Alternatively, I could point out the fact that even if the above statement is true, your scenario involves a configuration of particles, not a body, so (*) doesn't apply.
But if had presented a valid argument with all due rigor, then (presumably) such objections could not be made.
But I'm not interested in refuting you, I'm trying to explain where you went wrong in reacting to the result of your argument. When we boldly venture forth using intuition as our judge of validity, rather than rigor, we have to face the fact we will make mistakes.
For example, we might attempt to apply some concept outside of its domain of validity -- one would typically view your original PDF as a demonstration that that particle configuration is outside of the domain of applicability of (*).

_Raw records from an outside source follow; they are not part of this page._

//! Environment helpers.

/// Public registry used when no override is configured.
pub const DEFAULT_ENDPOINT: &str = "https://x.roost.land";

/// Registry endpoint, overridable through `ROOST_ENDPOINT`.
pub fn registry_endpoint() -> String {
    std::env::var("ROOST_ENDPOINT").unwrap_or_else(|_| DEFAULT_ENDPOINT.to_string())
}

#[cfg(test)]
mod tests {
    use super::*;

    #[test]
    fn test_default_endpoint() {
        std::env::remove_var("ROOST_ENDPOINT");
        assert_eq!(registry_endpoint(), DEFAULT_ENDPOINT);
    }
}
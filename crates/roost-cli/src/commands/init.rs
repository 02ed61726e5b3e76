//! `roost init` command implementation.
//!
//! Writes a fresh module configuration into the working directory.

use tracing::info;

use roost_config::{default_config, write_config, Config, ConfigFormat};
use roost_core::error::{RoostError, RoostResult};

use super::CommandContext;

/// Execute the `roost init` command
pub async fn execute(
    name: Option<String>,
    description: Option<String>,
    entry: String,
    format: ConfigFormat,
    force: bool,
    ctx: &CommandContext,
) -> RoostResult<()> {
    if let Some(existing) = default_config(&ctx.cwd) {
        if !force {
            return Err(RoostError::ConfigValidation {
                field: "config".to_string(),
                reason: format!(
                    "{} already exists (pass --force to overwrite it)",
                    existing.display()
                ),
            });
        }
    }

    let name = name.unwrap_or_else(|| directory_name(ctx));
    let config = Config {
        name: Some(name),
        description,
        entry: Some(entry),
        ..Default::default()
    };

    let path = write_config(&ctx.cwd, &config, format).await?;
    info!("Created {}", path.display());
    Ok(())
}

fn directory_name(ctx: &CommandContext) -> String {
    ctx.cwd
        .file_name()
        .map(|name| name.to_string_lossy().into_owned())
        .unwrap_or_else(|| "module".to_string())
}
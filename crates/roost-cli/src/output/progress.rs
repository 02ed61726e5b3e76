//! Progress display for dependency resolution.
//!
//! Wired to the resolver's discovery/completion callbacks; redraws are
//! throttled so fast local resolutions do not flood the terminal.

use std::io::{self, Write};
use std::sync::Mutex;
use std::time::{Duration, Instant};

struct Counters {
    found: usize,
    resolved: usize,
    last_update: Instant,
}

/// Running found/resolved counter rendered on a single terminal line
pub struct ResolveProgress {
    inner: Mutex<Counters>,
}

impl ResolveProgress {
    pub fn new() -> Self {
        Self {
            inner: Mutex::new(Counters {
                found: 0,
                resolved: 0,
                last_update: Instant::now(),
            }),
        }
    }

    /// Record a newly discovered module
    pub fn found(&self, total: usize) {
        let mut inner = self.lock();
        inner.found = inner.found.max(total);
        Self::maybe_display(&mut inner);
    }

    /// Record a completed (or failed) resolution
    pub fn resolved(&self, total: usize) {
        let mut inner = self.lock();
        inner.resolved = inner.resolved.max(total);
        Self::maybe_display(&mut inner);
    }

    /// Print the final state and move off the progress line
    pub fn finish(&self) {
        let inner = self.lock();
        Self::display(&inner);
        println!();
    }

    fn lock(&self) -> std::sync::MutexGuard<'_, Counters> {
        self.inner.lock().unwrap_or_else(|poisoned| poisoned.into_inner())
    }

    /// Redraw at most every 50ms to avoid flickering
    fn maybe_display(inner: &mut Counters) {
        let now = Instant::now();
        if now.duration_since(inner.last_update) > Duration::from_millis(50) {
            Self::display(inner);
            inner.last_update = now;
        }
    }

    fn display(inner: &Counters) {
        print!(
            "\rResolving modules... {}/{} resolved",
            inner.resolved, inner.found
        );
        let _ = io::stdout().flush();
    }
}

impl Default for ResolveProgress {
    fn default() -> Self {
        Self::new()
    }
}

#[cfg(test)]
mod tests {
    use super::*;

    #[test]
    fn test_totals_are_monotonic() {
        let progress = ResolveProgress::new();
        progress.found(1);
        progress.found(3);
        progress.found(2); // late callback, must not move the counter back
        progress.resolved(1);

        let inner = progress.lock();
        assert_eq!(inner.found, 3);
        assert_eq!(inner.resolved, 1);
    }
}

The advantage of rigor, here, is that theorems come with explicit hypotheses, and you can actually check whether a theorem is applicable to a given situation.
One of the points I was making earlier is that NL is not a formal system. Newton's laws are conceptual. It really doesn't make sense to ask if NL is self-contradictory: such questions only make sense for particular formalizations of NL.I am saying, I see it in ZF+NL.
And although you have not formalized NL, you have (roughly) stated two axioms that you would include (any possible set of values is an admissible configuration of particles, and the center of mass axiom holds for any configuration of particles), neither of which are related to Newton's three laws. So not only have you not shown NL to be contradictory, you haven't even really made progress towards that goal.